The main factors for optimization of the reinforcing effects of CNTs in PCNTs include the dispersion quality of the CNTs and the interfacial adhesion between the polymer host and the CNTs [24,25]. CNTs commonly form aggregates/agglomerates due to their high aspect ratio and strong van der Waals attraction, resulting in an inhomogeneous dispersion in polymer matrices. Moreover, the surfaces of CNTs cannot provide strong interfacial adhesion with a polymer matrix, which restricts the effective load transfer from the matrix to the filler. Some techniques to improve these factors, such as surface modification of CNTs, have been described in the literature [26,27].

Almost all polymers made on a large scale are insulators. Thus, the electrical properties in polymer materials can be improved by preparing the nanocomposites with conductive fillers, as has been shown in various applications in biomaterials, electronics, sensors, and optics [28–35]. CNTs can cause high conductivity at lower fractions compared to carbon black or carbon fibers. The conductive PCNTs commonly display a percolation-type behavior, where the charge transports take place at a critical volume fraction of the CNTs, known as the percolation threshold [36,37]. In fact, a conducting network forms in a polymer matrix upon percolation, which rapidly increases the conductivity. The mechanical properties of polymer nanocomposites have also shown a percolation-like behavior, which is referred to as the mechanical percolation of high-aspect-ratio nanofillers [38,39]. Similar to electrical percolation, the mechanical percolation of nanocomposites can also take place at very low levels of filler concentration.

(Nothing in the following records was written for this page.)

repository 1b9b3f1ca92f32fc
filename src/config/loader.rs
//! Configuration loading from disk.

use std::fs;
use std::path::Path;

use thiserror::Error;

use crate::config::schema::ProxyConfig;
use crate::config::validation::{validate_config, ValidationError};

/// Error type for configuration loading.
#[derive(Debug, Error)]
pub enum ConfigError {
    #[error("IO error: {0}")]
    Io(#[from] std::io::Error),

    #[error("Parse error: {0}")]
    Parse(#[from] toml::de::Error),

    #[error("Validation failed: {}", join_errors(.0))]
    Validation(Vec<ValidationError>),
}

fn join_errors(errors: &[ValidationError]) -> String {
    errors
        .iter()
        .map(ToString::to_string)
        .collect::<Vec<_>>()
        .join(", ")
}

/// Load and validate configuration from a TOML file.
pub fn load_config(path: &Path) -> Result<ProxyConfig, ConfigError> {
    let content = fs::read_to_string(path)?;
    parse_config(&content)
}

/// Parse and validate configuration from TOML text.
pub fn parse_config(content: &str) -> Result<ProxyConfig, ConfigError> {
    let config: ProxyConfig = toml::from_str(content)?;
    validate_config(&config).map_err(ConfigError::Validation)?;
    Ok(config)
}
//! Request dispatch: fetch, branch on content type, respond.
//!
//! Every request walks the same two steps in order: fetch from the origin,
//! then build the response. HTML goes through the document pipeline;
//! everything else is returned as the origin sent it.

use std::sync::Arc;

use bytes::Bytes;

use crate::config::ProxyConfig;
use crate::http::response::{ProxyError, ProxyResponse, ResponseKind, HTML_CONTENT_TYPE};
use crate::lifecycle::StartupError;
use crate::observability::metrics;
use crate::transform::{DocumentPipeline, TransformError};
use crate::upstream::{Fetcher, Payload};

/// Maps inbound paths to transformed or pass-through responses.
#[derive(Debug, Clone)]
pub struct Dispatcher {
    fetcher: Fetcher,
    pipeline: Arc<DocumentPipeline>,
}

impl Dispatcher {
    pub fn new(fetcher: Fetcher, pipeline: DocumentPipeline) -> Self {
        Self {
            fetcher,
            pipeline: Arc::new(pipeline),
        }
    }

    /// Build the fetcher and pipeline described by `config`.
    pub fn from_config(config: &ProxyConfig) -> Result<Self, StartupError> {
        let fetcher = Fetcher::new(&config.upstream)?;
        let pipeline = DocumentPipeline::new(&config.upstream.origin, &config.transform)?;
        Ok(Self::new(fetcher, pipeline))
    }

    pub fn origin(&self) -> &str {
        self.fetcher.origin()
    }

    /// Proxy one request. `path` is the inbound path and query, verbatim.
    pub async fn dispatch(&self, path: &str) -> Result<ProxyResponse, ProxyError> {
        let upstream = self.fetcher.fetch(path).await?;

        match upstream.payload {
            Payload::Html(text) => {
                // CPU bound: parse and serialize run off the async workers.
                let pipeline = Arc::clone(&self.pipeline);
                let rendered = tokio::task::spawn_blocking(move || pipeline.run(&text))
                    .await
                    .map_err(|e| TransformError::Aborted(e.to_string()))??;
                metrics::record_transform(rendered.links_rewritten, rendered.words_marked);
                Ok(ProxyResponse {
                    status: upstream.status,
                    content_type: Some(HTML_CONTENT_TYPE.to_string()),
                    body: Bytes::from(rendered.html),
                    kind: ResponseKind::Html,
                })
            }
            Payload::Binary(body) => Ok(ProxyResponse {
                status: upstream.status,
                content_type: upstream.content_type,
                body,
                kind: ResponseKind::Passthrough,
            }),
        }
    }
}

#[cfg(test)]
mod tests {
    use super::*;
    use axum::http::StatusCode;
    use std::time::Duration;
    use wiremock::{
        matchers::{method, path},
        Mock, MockServer, ResponseTemplate,
    };

    fn dispatcher_for(server: &MockServer) -> Dispatcher {
        let mut config = ProxyConfig::default();
        config.upstream.origin = server.uri();
        config.upstream.timeout_ms = 500;
        Dispatcher::from_config(&config).unwrap()
    }

    #[tokio::test]
    async fn test_html_is_transformed() {
        let server = MockServer::start().await;
        let page = format!(
            r#"<html><body><p>banana orange kiwi</p><a href="{}/post/123">x</a></body></html>"#,
            server.uri()
        );
        Mock::given(method("GET"))
            .and(path("/"))
            .respond_with(ResponseTemplate::new(200).set_body_raw(page, "text/html"))
            .mount(&server)
            .await;

        let response = dispatcher_for(&server).dispatch("/").await.unwrap();
        let body = String::from_utf8(response.body.to_vec()).unwrap();

        assert_eq!(response.kind, ResponseKind::Html);
        assert_eq!(response.content_type.as_deref(), Some(HTML_CONTENT_TYPE));
        assert!(body.contains("banana™ orange™ kiwi"));
        assert!(body.contains(r#"<a href="/post/123">"#));
    }

    #[tokio::test]
    async fn test_binary_passes_through() {
        let server = MockServer::start().await;
        let bytes: Vec<u8> = (0u8..=255).collect();
        Mock::given(method("GET"))
            .and(path("/blob"))
            .respond_with(
                ResponseTemplate::new(200)
                    .insert_header("content-type", "application/octet-stream")
                    .set_body_bytes(bytes.clone()),
            )
            .mount(&server)
            .await;

        let response = dispatcher_for(&server).dispatch("/blob").await.unwrap();
        assert_eq!(response.kind, ResponseKind::Passthrough);
        assert_eq!(response.body.as_ref(), bytes.as_slice());
        assert_eq!(
            response.content_type.as_deref(),
            Some("application/octet-stream")
        );
    }

    #[tokio::test]
    async fn test_html_error_page_keeps_status() {
        let server = MockServer::start().await;
        Mock::given(method("GET"))
            .respond_with(
                ResponseTemplate::new(503).set_body_raw("<p>Server down</p>", "text/html"),
            )
            .mount(&server)
            .await;

        let response = dispatcher_for(&server).dispatch("/").await.unwrap();
        assert_eq!(response.status, StatusCode::SERVICE_UNAVAILABLE);
        assert_eq!(response.kind, ResponseKind::Html);
    }

    #[tokio::test]
    async fn test_timeout_yields_error() {
        let server = MockServer::start().await;
        Mock::given(method("GET"))
            .respond_with(
                ResponseTemplate::new(200)
                    .set_body_raw("<p>late</p>", "text/html")
                    .set_delay(Duration::from_secs(2)),
            )
            .mount(&server)
            .await;

        let err = dispatcher_for(&server).dispatch("/").await.unwrap_err();
        assert_eq!(err.kind(), "fetch_timeout");
        assert_eq!(err.status(), StatusCode::GATEWAY_TIMEOUT);
    }

    #[tokio::test]
    async fn test_parse_failure_yields_error() {
        let server = MockServer::start().await;
        Mock::given(method("GET"))
            .respond_with(
                ResponseTemplate::new(200).set_body_raw("<div>".repeat(64), "text/html"),
            )
            .mount(&server)
            .await;

        let mut config = ProxyConfig::default();
        config.upstream.origin = server.uri();
        config.transform.max_nesting_depth = 16;
        let dispatcher = Dispatcher::from_config(&config).unwrap();

        let err = dispatcher.dispatch("/").await.unwrap_err();
        assert_eq!(err.kind(), "parse_failed");
        assert!(err.status().is_server_error());
    }
}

Particles at the nanoscale have a huge interface area, giving nanocomposites more interface opportunities with a polymer matrix, compared to usual composites [40–42]. The specific surface area of CNTs with a diameter of 20 nm is on the order of 100 m2 per gram. Thus, a significant interfacial area is produced in nanocomposites, which affects their overall properties. In the past studies, it was assumed that the interfacial effects yield a different phase in nanocomposites, called the interphase, which displays different properties from the host matrix and the nanoparticles. Previous investigations have shown the reinforcing role of the interphase in polymer nanocomposites by modeling techniques for mechanical behavior [43,44]. Moreover, the size and stiffness of the interphase have been well characterized by models developed for the mechanical properties of nanocomposites, such as tensile modulus and yield strength [45–47]. The interphase can also produce a positive effect on the percolating level of nanoparticles. It can create a network structure in nanocomposites sooner than the networking of nanoparticles, which shifts the percolation threshold to a lower filler concentration [37,48]. Accordingly, the interphase improves the mechanical properties of nanocomposites in terms of reinforcing and percolating.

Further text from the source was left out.